Your debt loads decrease the moment you start spending less than you earn and commit the additional funds to paying down your credit cards. You may experience frustration and withdrawal as you eliminate the perks you were enjoying by running up your credit cards, but ultimately, you gain control over your finances. There are ways to make a plan for yourself or to enlist the aid of services to assist you in your financial goals.
Credit Counseling
A credit counseling agency negotiates lower interest rates on credit accounts that you enroll in the program. The agency collects a single payment from you each month and disburses it out to the creditors. The agency also provides a series of educational tools and workshops to help you better manage your finances.
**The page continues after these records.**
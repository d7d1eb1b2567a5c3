use std::collections::HashMap;
use std::sync::{Arc, Mutex};
use std::time::{Duration, Instant};

use campground::{BookingError, BookingSession, LookupSession};
use tokio::sync::{Mutex as SessionLock, OwnedMutexGuard};
use uuid::Uuid;

/// Sessions idle longer than this are dropped
pub const DEFAULT_SESSION_IDLE_TIMEOUT: Duration = Duration::from_secs(30 * 60);

/// Anything kept in a [`SessionStore`]
pub trait KioskSession: Clone + Send {
    /// Key the session is stored under
    fn session_id(&self) -> Uuid;
}

impl KioskSession for BookingSession {
    fn session_id(&self) -> Uuid {
        self.id
    }
}

impl KioskSession for LookupSession {
    fn session_id(&self) -> Uuid {
        self.id
    }
}

/// Exclusive hold on one session; changes made through it are kept
pub type SessionGuard<S> = OwnedMutexGuard<S>;

struct Entry<S> {
    session: Arc<SessionLock<S>>,
    touched: Instant,
}

/// Map of in-flight sessions, each behind its own async lock.
///
/// Handlers [`lock`](Self::lock) a session for the whole workflow operation, so
/// a double-tapped button on one kiosk runs its operations one after the other
/// and the second sees the state the first left behind. Failed operations that
/// halt the session keep the halt, since the guard writes in place.
pub struct SessionStore<S> {
    sessions: Mutex<HashMap<Uuid, Entry<S>>>,
    idle_timeout: Duration,
}

impl<S: KioskSession> Default for SessionStore<S> {
    fn default() -> Self {
        Self::new(DEFAULT_SESSION_IDLE_TIMEOUT)
    }
}

impl<S: KioskSession> SessionStore<S> {
    /// Creates an empty store
    pub fn new(idle_timeout: Duration) -> Self {
        Self {
            sessions: Mutex::new(HashMap::new()),
            idle_timeout,
        }
    }

    /// Stores a new session, dropping idle ones
    pub fn insert(&self, session: S) {
        let mut sessions = self.sessions.lock().unwrap_or_else(|e| e.into_inner());
        let before = sessions.len();
        sessions.retain(|_, entry| entry.touched.elapsed() < self.idle_timeout);
        if sessions.len() < before {
            log::debug!("Dropped {} idle sessions", before - sessions.len());
        }
        sessions.insert(
            session.session_id(),
            Entry {
                session: Arc::new(SessionLock::new(session)),
                touched: Instant::now(),
            },
        );
    }

    /// Waits for exclusive use of a session
    pub async fn lock(&self, id: Uuid) -> Result<SessionGuard<S>, BookingError> {
        let slot = {
            let mut sessions = self.sessions.lock().unwrap_or_else(|e| e.into_inner());
            match sessions.get_mut(&id) {
                Some(entry) if entry.touched.elapsed() < self.idle_timeout => {
                    entry.touched = Instant::now();
                    entry.session.clone()
                }
                Some(_) => {
                    sessions.remove(&id);
                    return Err(BookingError::not_found("session", id));
                }
                None => return Err(BookingError::not_found("session", id)),
            }
        };
        Ok(slot.lock_owned().await)
    }

    /// Copy of the session once no operation is running on it
    pub async fn snapshot(&self, id: Uuid) -> Result<S, BookingError> {
        Ok(self.lock(id).await?.clone())
    }

    /// Number of live sessions
    pub fn len(&self) -> usize {
        self.sessions.lock().unwrap_or_else(|e| e.into_inner()).len()
    }

    /// Whether no sessions are stored
    pub fn is_empty(&self) -> bool {
        self.len() == 0
    }
}

#[cfg(test)]
mod tests {
    use super::*;
    use campground::BookingStep;

    #[tokio::test]
    async fn test_changes_through_lock_are_kept() {
        let store = SessionStore::<BookingSession>::default();
        let session = BookingSession::new();
        let id = session.id;
        store.insert(session);

        {
            let mut held = store.lock(id).await.unwrap();
            held.site_type_id = Some("powered".to_string());
            held.step = BookingStep::DateSelection;
        }

        let session = store.snapshot(id).await.unwrap();
        assert_eq!(session.step, BookingStep::DateSelection);
        assert_eq!(store.len(), 1);
    }

    #[tokio::test]
    async fn test_second_lock_waits_for_first() {
        let store = Arc::new(SessionStore::<BookingSession>::default());
        let session = BookingSession::new();
        let id = session.id;
        store.insert(session);

        let mut first = store.lock(id).await.unwrap();
        let waiting = {
            let store = store.clone();
            tokio::spawn(async move { store.lock(id).await.unwrap().step })
        };
        tokio::task::yield_now().await;
        assert!(!waiting.is_finished());

        first.step = BookingStep::DateSelection;
        drop(first);
        assert_eq!(waiting.await.unwrap(), BookingStep::DateSelection);
    }

    #[tokio::test]
    async fn test_unknown_and_idle_sessions_are_not_found() {
        let store = SessionStore::<BookingSession>::new(Duration::ZERO);
        let session = BookingSession::new();
        let id = session.id;
        store.insert(session);

        assert!(matches!(
            store.lock(id).await,
            Err(BookingError::NotFound { .. })
        ));
        assert!(matches!(
            store.snapshot(Uuid::new_v4()).await,
            Err(BookingError::NotFound { .. })
        ));
        assert!(store.is_empty());
    }
}
use actix_web::web;

use crate::booking_handlers::*;
use crate::desk_handlers::*;
use crate::reference_handlers::*;
use crate::walk_up_handlers::*;

/// Registers every `/api` route. Handlers expect `BookingCoordinator`,
/// `ReservationDesk`, `WalkUpDesk` and both session stores as app data.
pub fn configure_api(cfg: &mut web::ServiceConfig) {
    cfg.service(
        web::scope("/api")
            // Reference data
            .route("/site-types", web::get().to(list_site_types))
            .route("/site-types/{site_type_id}/sites", web::get().to(list_sites))
            .route("/extras", web::get().to(list_extras))
            .route("/rules", web::get().to(list_rules))
            .route("/kiosk", web::get().to(get_kiosk_settings))
            // Projections
            .route("/availability", web::get().to(get_availability))
            .route("/available-sites", web::get().to(get_available_sites))
            .route("/occupancy", web::get().to(get_occupancy))
            .route("/quote", web::post().to(get_quote))
            // Booking wizard
            .service(
                web::scope("/bookings")
                    .route("", web::post().to(start_booking))
                    .route("/{session_id}", web::get().to(get_booking))
                    .route("/{session_id}/site-type", web::post().to(booking_select_site_type))
                    .route("/{session_id}/dates", web::post().to(booking_select_dates))
                    .route("/{session_id}/site", web::post().to(booking_select_site))
                    .route("/{session_id}/guest", web::post().to(booking_submit_guest))
                    .route("/{session_id}/extras", web::post().to(booking_set_extras))
                    .route("/{session_id}/pay", web::post().to(booking_pay))
                    .route("/{session_id}/back", web::post().to(booking_back)),
            )
            // Desk flows
            .service(
                web::scope("/desk")
                    .route("", web::post().to(start_desk))
                    .route("/{session_id}", web::get().to(get_desk))
                    .route("/{session_id}/search", web::post().to(desk_search))
                    .route("/{session_id}/select", web::post().to(desk_select))
                    .route("/{session_id}/verify", web::post().to(desk_verify))
                    .route("/{session_id}/resend-code", web::post().to(desk_resend_code))
                    .route("/{session_id}/check-in", web::post().to(desk_check_in))
                    .route("/{session_id}/check-out", web::post().to(desk_check_out))
                    .route("/{session_id}/dates", web::post().to(desk_change_dates))
                    .route("/{session_id}/cancel", web::post().to(desk_cancel)),
            )
            // Walk-up payments
            .service(
                web::scope("/payments")
                    .route("/stay", web::post().to(pay_for_stay))
                    .route("/extras", web::post().to(purchase_extras)),
            ),
    );
}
Agencies usually don't assess fees for service. Enrolling in a credit counseling program doesn't hurt your credit score, but the creditors you enroll may close your account. You also may be unable to obtain new credit accounts while enrolled in the counseling program. The lower rates and inability to take on new debt quickly aids you in reducing your outstanding debt.
Debt Consolidation
A bank or specialty lender may offer a debt consolidation loan program to help you reduce your debt. In this approach, you take out a new loan at a lower interest rate to pay off higher-rate credit card balances. The lender may charge origination fees or administrative fees as part of the loan. The lower rate and single monthly payment often proves effective at lowering rates. A risk, however, is that you'll reload your paid-off credit cards with new balances and then have two significant piles of debt.
Debt Settlement
Debt reduction services often suggest that they can reduce your debt by 30 to 70 percent. These firms work on your behalf to reach a settlement agreement with your creditors. These groups typically charge contingency fees expressed as a percentage of the amount of money their settlement efforts saved you; there may also be administrative or ongoing program fees. Each month you send in an agreed-upon amount to the settlement firm to build up your escrow until the amount is high enough to offer a settlement on one or more of your accounts. You often end up paying less overall, even with the fees, but settlements reflect negatively on your credit report --- they remain for up to seven years --- and you may have additional income tax liability from canceled debt.
Bankruptcy
Often a last resort, firms and attorneys can help you file bankruptcy. You submit a plan of repayment of debts in a bankruptcy court for review and approval by your creditors and the court judge. There are legal fees associated with filing bankruptcy, and the end result is significant, long-term damage to your credit report that may make it difficult to obtain a loan of any form over the next 10 years --- the length of time the bankruptcy remains on your report. The plan you submit proposes a realistic repayment plan based on your assets and income; the total amount to pay can be much less than the total amount currently owed. Bankruptcy is never a process that wipes the slate clean, and there are other requirements, such as enrolling in financial management courses.